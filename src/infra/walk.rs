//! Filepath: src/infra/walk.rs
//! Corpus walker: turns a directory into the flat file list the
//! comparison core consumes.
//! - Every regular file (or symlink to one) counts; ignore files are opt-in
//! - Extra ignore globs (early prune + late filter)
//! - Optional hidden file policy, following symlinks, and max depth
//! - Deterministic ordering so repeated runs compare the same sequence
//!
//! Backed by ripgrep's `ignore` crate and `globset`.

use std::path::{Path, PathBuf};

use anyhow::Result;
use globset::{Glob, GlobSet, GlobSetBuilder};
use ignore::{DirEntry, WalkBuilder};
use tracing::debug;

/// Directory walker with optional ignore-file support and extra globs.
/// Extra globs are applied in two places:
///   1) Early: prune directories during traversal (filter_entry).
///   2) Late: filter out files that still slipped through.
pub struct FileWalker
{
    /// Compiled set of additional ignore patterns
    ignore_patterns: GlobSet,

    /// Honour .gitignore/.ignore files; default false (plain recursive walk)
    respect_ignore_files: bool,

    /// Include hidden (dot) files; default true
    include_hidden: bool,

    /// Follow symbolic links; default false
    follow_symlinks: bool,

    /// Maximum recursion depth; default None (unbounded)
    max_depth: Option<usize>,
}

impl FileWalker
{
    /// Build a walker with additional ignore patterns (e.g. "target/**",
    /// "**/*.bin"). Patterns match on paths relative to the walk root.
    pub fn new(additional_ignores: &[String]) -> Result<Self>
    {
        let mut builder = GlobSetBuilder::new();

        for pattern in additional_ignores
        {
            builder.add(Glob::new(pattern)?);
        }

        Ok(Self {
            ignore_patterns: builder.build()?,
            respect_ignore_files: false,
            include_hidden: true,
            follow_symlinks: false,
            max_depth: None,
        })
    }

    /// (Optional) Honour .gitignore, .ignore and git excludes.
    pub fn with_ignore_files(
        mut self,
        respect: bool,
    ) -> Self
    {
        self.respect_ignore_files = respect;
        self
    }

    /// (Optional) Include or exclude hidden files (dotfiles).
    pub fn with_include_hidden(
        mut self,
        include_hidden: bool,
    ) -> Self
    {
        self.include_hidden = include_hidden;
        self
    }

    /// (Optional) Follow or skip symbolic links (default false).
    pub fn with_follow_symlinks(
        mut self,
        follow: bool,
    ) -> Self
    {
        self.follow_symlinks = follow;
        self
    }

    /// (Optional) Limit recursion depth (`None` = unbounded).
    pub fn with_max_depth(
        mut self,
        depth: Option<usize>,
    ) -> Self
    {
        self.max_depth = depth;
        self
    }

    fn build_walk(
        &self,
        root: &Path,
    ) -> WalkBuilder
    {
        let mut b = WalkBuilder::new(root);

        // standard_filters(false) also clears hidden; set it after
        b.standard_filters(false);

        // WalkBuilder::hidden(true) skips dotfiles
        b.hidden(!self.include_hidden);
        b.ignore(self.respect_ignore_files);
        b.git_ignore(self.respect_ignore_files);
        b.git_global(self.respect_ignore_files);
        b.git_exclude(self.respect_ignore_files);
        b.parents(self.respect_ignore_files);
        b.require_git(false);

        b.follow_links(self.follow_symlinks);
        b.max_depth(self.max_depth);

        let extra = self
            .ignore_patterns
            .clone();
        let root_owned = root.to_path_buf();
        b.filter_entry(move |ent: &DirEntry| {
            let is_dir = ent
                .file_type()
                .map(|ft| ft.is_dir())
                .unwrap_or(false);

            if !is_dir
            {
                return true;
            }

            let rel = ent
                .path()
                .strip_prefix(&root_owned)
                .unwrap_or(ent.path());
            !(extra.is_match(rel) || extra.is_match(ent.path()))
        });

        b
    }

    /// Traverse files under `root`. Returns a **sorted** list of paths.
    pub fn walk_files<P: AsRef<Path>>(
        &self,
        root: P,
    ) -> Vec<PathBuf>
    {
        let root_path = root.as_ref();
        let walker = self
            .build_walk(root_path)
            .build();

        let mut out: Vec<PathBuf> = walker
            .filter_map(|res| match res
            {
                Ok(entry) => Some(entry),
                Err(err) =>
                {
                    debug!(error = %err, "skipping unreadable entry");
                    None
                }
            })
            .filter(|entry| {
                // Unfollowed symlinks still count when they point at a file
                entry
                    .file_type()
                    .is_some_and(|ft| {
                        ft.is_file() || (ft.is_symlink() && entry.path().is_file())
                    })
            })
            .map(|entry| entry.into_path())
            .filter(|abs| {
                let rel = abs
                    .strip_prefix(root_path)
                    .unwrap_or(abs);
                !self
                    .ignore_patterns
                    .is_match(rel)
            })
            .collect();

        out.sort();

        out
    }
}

▸ WHAT TO WORK ON: The complete data is to be transcribed verbatim.

▸ RESULT FOR THIS EXERCISE:
filename src/infra/walk.rs
//! Filepath: src/infra/walk.rs
//! Corpus walker: turns a directory into the flat file list the
//! comparison core consumes.
//! - Every regular file (or symlink to one) counts; ignore files are opt-in
//! - Extra ignore globs (early prune + late filter)
//! - Optional hidden file policy, following symlinks, and max depth
//! - Deterministic ordering so repeated runs compare the same sequence
//!
//! Backed by ripgrep's `ignore` crate and `globset`.

use std::path::{Path, PathBuf};

use anyhow::Result;
use globset::{Glob, GlobSet, GlobSetBuilder};
use ignore::{DirEntry, WalkBuilder};
use tracing::debug;

/// Directory walker with optional ignore-file support and extra globs.
/// Extra globs are applied in two places:
///   1) Early: prune directories during traversal (filter_entry).
///   2) Late: filter out files that still slipped through.
pub struct FileWalker
{
    /// Compiled set of additional ignore patterns
    ignore_patterns: GlobSet,

    /// Honour .gitignore/.ignore files; default false (plain recursive walk)
    respect_ignore_files: bool,

    /// Include hidden (dot) files; default true
    include_hidden: bool,

    /// Follow symbolic links; default false
    follow_symlinks: bool,

    /// Maximum recursion depth; default None (unbounded)
    max_depth: Option<usize>,
}

impl FileWalker
{
    /// Build a walker with additional ignore patterns (e.g. "target/**",
    /// "**/*.bin"). Patterns match on paths relative to the walk root.
    pub fn new(additional_ignores: &[String]) -> Result<Self>
    {
        let mut builder = GlobSetBuilder::new();

        for pattern in additional_ignores
        {
            builder.add(Glob::new(pattern)?);
        }

        Ok(Self {
            ignore_patterns: builder.build()?,
            respect_ignore_files: false,
            include_hidden: true,
            follow_symlinks: false,
            max_depth: None,
        })
    }

    /// (Optional) Honour .gitignore, .ignore and git excludes.
    pub fn with_ignore_files(
        mut self,
        respect: bool,
    ) -> Self
    {
        self.respect_ignore_files = respect;
        self
    }

    /// (Optional) Include or exclude hidden files (dotfiles).
    pub fn with_include_hidden(
        mut self,
        include_hidden: bool,
    ) -> Self
    {
        self.include_hidden = include_hidden;
        self
    }

    /// (Optional) Follow or skip symbolic links (default false).
    pub fn with_follow_symlinks(
        mut self,
        follow: bool,
    ) -> Self
    {
        self.follow_symlinks = follow;
        self
    }

    /// (Optional) Limit recursion depth (`None` = unbounded).
    pub fn with_max_depth(
        mut self,
        depth: Option<usize>,
    ) -> Self
    {
        self.max_depth = depth;
        self
    }

    fn build_walk(
        &self,
        root: &Path,
    ) -> WalkBuilder
    {
        let mut b = WalkBuilder::new(root);

        // standard_filters(false) also clears hidden; set it after
        b.standard_filters(false);

        // WalkBuilder::hidden(true) skips dotfiles
        b.hidden(!self.include_hidden);
        b.ignore(self.respect_ignore_files);
        b.git_ignore(self.respect_ignore_files);
        b.git_global(self.respect_ignore_files);
        b.git_exclude(self.respect_ignore_files);
        b.parents(self.respect_ignore_files);
        b.require_git(false);

        b.follow_links(self.follow_symlinks);
        b.max_depth(self.max_depth);

        let extra = self
            .ignore_patterns
            .clone();
        let root_owned = root.to_path_buf();
        b.filter_entry(move |ent: &DirEntry| {
            let is_dir = ent
                .file_type()
                .map(|ft| ft.is_dir())
                .unwrap_or(false);

            if !is_dir
            {
                return true;
            }

            let rel = ent
                .path()
                .strip_prefix(&root_owned)
                .unwrap_or(ent.path());
            !(extra.is_match(rel) || extra.is_match(ent.path()))
        });

        b
    }

    /// Traverse files under `root`. Returns a **sorted** list of paths.
    pub fn walk_files<P: AsRef<Path>>(
        &self,
        root: P,
    ) -> Vec<PathBuf>
    {
        let root_path = root.as_ref();
        let walker = self
            .build_walk(root_path)
            .build();

        let mut out: Vec<PathBuf> = walker
            .filter_map(|res| match res
            {
                Ok(entry) => Some(entry),
                Err(err) =>
                {
                    debug!(error = %err, "skipping unreadable entry");
                    None
                }
            })
            .filter(|entry| {
                // Unfollowed symlinks still count when they point at a file
                entry
                    .file_type()
                    .is_some_and(|ft| {
                        ft.is_file() || (ft.is_symlink() && entry.path().is_file())
                    })
            })
            .map(|entry| entry.into_path())
            .filter(|abs| {
                let rel = abs
                    .strip_prefix(root_path)
                    .unwrap_or(abs);
                !self
                    .ignore_patterns
                    .is_match(rel)
            })
            .collect();

        out.sort();

        out
    }
}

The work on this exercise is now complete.